Mycobacterium avium-Mycobacterium intracellulare (MAI) is an opportunistic intracellular pathogen responsible for the highest incidence of disseminated bacterial infection in patients with AIDS. Treatment of the infection is extremely difficult and has shown limited efficacy. A critical event in the initiation of a variety of bacterial infections involves the adherence of bacteria to host cell surfaces. In the present study, we have shown that MAI organisms bind avidly to extracellular matrix proteins such as laminin, collagen I, and fibronectin in an in vitro attachment assay. Immunoblot analysis of a sonicate of MAI with polyclonal antibodies against different integrin receptors indicated that the sonicate cross-reacts with polyclonal antibodies against a human laminin-binding integrin, alpha 3 beta 1, and a human fibronectin-binding integrin, alpha 5 beta 1, although it is reactive with only the beta 1 subunit in the case of both antisera.
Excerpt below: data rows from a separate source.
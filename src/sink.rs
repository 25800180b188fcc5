//! Dataset output
//!
//! Records are written as CSV with a header row, even when there are no
//! records to write.

use std::fs::File;
use std::io::Write;
use std::path::Path;

use tracing::info;

use crate::models::PackingRecord;
use crate::{PackGenError, Result};

/// Destination for finished records
pub trait RecordSink {
    fn write_records(&mut self, records: &[PackingRecord]) -> Result<()>;
}

pub struct CsvSink<W: Write> {
    writer: csv::Writer<W>,
}

impl CsvSink<File> {
    /// Create (or truncate) a CSV file at `path`
    pub fn create<P: AsRef<Path>>(path: P) -> Result<Self> {
        let path = path.as_ref();
        let file = File::create(path).map_err(|e| {
            PackGenError::output(format!("cannot create {}: {e}", path.display()))
        })?;
        Ok(Self::new(file))
    }
}

impl<W: Write> CsvSink<W> {
    pub fn new(inner: W) -> Self {
        let writer = csv::WriterBuilder::new()
            .has_headers(false)
            .from_writer(inner);
        Self { writer }
    }

    /// Flush and hand back the underlying writer
    pub fn into_inner(self) -> Result<W> {
        self.writer
            .into_inner()
            .map_err(|e| PackGenError::output(e.to_string()))
    }
}

impl<W: Write> RecordSink for CsvSink<W> {
    fn write_records(&mut self, records: &[PackingRecord]) -> Result<()> {
        self.writer.write_record(PackingRecord::HEADERS)?;
        for record in records {
            self.writer.serialize(record)?;
        }
        self.writer.flush()?;

        info!("Wrote {} records", records.len());
        Ok(())
    }
}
Antibodies against the alpha 3 beta 1 and alpha 5 beta 1 integrins specifically inhibited the binding of MAI to laminin, collagen I, and fibronectin by 70 to 97%, depending on the ligand, suggesting that the attachment of MAI to these extracellular matrix proteins may be mediated by a beta 1 integrin. Furthermore, the attachment of MAI to laminin, collagen I, and fibronectin was found to be cation dependent. MAI may use this and other beta 1-containing integrins to adhere and penetrate through basement membrane structures that underlie host cell linings. An understanding of the mechanism of attachment and a definition of the adhesive molecules on the surface of MAI may open up new approaches to the prevention of serious infection caused by this organism.